BEGIN ENTRIES SUPPLIED
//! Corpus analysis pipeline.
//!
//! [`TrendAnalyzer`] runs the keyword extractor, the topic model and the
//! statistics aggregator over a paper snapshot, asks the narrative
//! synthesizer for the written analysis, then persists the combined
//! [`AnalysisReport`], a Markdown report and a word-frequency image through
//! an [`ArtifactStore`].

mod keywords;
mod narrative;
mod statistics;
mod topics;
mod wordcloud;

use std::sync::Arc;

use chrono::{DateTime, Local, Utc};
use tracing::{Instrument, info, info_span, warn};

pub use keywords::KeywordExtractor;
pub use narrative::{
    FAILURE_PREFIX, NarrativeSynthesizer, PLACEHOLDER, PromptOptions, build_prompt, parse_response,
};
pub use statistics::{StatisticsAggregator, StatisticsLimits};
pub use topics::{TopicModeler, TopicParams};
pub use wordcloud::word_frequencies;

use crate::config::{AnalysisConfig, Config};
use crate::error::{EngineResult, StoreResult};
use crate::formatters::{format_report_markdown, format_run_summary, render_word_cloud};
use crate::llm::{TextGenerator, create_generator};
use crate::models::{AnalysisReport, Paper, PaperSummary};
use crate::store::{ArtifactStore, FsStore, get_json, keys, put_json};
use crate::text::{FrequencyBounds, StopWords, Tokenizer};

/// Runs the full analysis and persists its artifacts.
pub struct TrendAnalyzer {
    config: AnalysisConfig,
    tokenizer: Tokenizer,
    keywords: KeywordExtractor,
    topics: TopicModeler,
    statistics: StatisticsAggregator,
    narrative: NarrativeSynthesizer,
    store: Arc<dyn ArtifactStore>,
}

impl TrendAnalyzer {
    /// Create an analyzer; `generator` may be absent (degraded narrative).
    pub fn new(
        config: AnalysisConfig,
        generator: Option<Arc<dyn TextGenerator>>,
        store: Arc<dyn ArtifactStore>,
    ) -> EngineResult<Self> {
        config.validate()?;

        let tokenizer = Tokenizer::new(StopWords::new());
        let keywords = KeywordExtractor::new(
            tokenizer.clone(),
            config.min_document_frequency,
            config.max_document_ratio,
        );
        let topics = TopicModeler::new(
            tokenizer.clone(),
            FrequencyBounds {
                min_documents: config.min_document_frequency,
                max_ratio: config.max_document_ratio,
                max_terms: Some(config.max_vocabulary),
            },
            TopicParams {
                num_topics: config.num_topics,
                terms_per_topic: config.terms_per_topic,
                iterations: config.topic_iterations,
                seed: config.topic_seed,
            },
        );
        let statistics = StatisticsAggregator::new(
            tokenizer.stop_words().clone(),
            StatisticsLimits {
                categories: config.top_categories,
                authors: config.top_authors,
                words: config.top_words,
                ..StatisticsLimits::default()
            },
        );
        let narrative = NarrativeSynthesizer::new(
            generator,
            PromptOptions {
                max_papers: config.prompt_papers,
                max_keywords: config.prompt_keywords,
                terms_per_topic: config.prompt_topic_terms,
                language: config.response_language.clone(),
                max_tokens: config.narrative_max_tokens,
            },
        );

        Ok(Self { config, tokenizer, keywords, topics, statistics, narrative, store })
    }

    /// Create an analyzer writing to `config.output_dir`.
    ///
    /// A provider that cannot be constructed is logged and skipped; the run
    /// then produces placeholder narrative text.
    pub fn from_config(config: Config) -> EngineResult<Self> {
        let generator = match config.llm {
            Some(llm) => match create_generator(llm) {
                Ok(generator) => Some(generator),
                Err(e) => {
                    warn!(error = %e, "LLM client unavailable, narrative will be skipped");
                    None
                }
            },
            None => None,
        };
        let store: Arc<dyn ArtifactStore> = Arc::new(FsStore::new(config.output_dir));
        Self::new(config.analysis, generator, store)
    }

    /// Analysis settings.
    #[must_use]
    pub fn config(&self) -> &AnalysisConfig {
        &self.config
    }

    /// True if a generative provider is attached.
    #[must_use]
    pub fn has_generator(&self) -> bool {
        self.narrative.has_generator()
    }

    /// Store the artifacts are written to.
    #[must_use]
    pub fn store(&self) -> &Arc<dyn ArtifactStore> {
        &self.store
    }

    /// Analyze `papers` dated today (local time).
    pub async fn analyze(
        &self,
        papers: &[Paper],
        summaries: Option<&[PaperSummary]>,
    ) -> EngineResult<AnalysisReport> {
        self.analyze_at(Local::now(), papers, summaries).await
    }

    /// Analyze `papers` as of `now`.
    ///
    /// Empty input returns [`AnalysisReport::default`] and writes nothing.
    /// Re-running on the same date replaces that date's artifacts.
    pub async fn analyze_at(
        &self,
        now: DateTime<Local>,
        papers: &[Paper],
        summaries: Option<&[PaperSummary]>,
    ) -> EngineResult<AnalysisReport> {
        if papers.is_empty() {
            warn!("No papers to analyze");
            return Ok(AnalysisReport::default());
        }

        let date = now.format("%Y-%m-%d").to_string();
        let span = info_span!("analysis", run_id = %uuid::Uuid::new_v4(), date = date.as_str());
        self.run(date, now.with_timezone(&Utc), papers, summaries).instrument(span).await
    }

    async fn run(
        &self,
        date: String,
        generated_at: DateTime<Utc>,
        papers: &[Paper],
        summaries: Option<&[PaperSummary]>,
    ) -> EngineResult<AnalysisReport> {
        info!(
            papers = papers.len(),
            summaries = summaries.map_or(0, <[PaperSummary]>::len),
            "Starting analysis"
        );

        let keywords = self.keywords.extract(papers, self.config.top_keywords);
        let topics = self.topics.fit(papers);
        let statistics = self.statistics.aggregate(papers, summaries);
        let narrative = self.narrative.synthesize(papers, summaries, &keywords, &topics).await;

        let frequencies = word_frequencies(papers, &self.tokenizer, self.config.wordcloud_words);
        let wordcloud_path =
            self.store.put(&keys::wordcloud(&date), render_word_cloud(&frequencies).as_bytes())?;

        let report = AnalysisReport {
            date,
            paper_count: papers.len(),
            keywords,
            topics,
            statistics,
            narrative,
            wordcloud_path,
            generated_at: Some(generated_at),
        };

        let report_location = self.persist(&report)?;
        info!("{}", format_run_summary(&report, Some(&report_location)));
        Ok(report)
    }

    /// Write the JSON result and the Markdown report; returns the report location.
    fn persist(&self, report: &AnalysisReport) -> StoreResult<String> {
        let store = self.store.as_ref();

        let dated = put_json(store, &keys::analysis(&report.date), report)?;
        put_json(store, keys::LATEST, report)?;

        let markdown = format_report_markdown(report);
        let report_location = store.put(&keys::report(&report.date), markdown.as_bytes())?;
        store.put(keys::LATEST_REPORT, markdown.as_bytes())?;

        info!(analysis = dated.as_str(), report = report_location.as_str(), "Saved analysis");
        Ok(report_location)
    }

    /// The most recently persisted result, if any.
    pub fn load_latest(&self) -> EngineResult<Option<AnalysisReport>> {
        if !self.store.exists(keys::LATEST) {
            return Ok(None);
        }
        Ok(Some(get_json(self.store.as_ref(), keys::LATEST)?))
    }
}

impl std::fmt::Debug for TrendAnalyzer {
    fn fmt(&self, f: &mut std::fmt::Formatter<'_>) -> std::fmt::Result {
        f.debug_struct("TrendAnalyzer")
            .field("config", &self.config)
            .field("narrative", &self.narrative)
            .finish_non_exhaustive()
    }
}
END ENTRIES SUPPLIED
BEGIN ENTRIES SUPPLIED
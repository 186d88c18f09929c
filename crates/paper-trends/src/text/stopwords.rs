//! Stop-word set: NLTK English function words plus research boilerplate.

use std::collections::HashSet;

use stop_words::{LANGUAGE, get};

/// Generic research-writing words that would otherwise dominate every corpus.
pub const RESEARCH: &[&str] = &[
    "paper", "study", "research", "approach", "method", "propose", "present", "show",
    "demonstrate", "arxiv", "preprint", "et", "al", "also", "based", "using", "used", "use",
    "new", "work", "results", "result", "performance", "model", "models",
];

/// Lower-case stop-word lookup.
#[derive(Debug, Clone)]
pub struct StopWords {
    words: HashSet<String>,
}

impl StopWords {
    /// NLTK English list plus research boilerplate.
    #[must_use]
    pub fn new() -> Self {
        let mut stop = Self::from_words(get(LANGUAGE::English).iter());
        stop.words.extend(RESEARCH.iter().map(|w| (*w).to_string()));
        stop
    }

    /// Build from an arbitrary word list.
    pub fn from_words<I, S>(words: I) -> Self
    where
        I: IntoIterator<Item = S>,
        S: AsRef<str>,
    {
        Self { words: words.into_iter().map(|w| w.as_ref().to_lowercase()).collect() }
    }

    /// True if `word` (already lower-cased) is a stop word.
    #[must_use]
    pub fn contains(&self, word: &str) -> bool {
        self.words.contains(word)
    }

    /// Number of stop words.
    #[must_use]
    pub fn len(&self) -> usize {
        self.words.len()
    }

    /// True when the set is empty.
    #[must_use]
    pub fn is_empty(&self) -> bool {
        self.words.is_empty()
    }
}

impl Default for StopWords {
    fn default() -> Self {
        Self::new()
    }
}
END ENTRIES SUPPLIED
* [WHAT TO PRODUCE]
In the listing above, locate each line with "EngineResult" and copy it.

* [YOUR RESPONSE]
use crate::error::{EngineResult, StoreResult};
    ) -> EngineResult<Self> {
    pub fn from_config(config: Config) -> EngineResult<Self> {
    ) -> EngineResult<AnalysisReport> {
    ) -> EngineResult<AnalysisReport> {
    ) -> EngineResult<AnalysisReport> {
    pub fn load_latest(&self) -> EngineResult<Option<AnalysisReport>> {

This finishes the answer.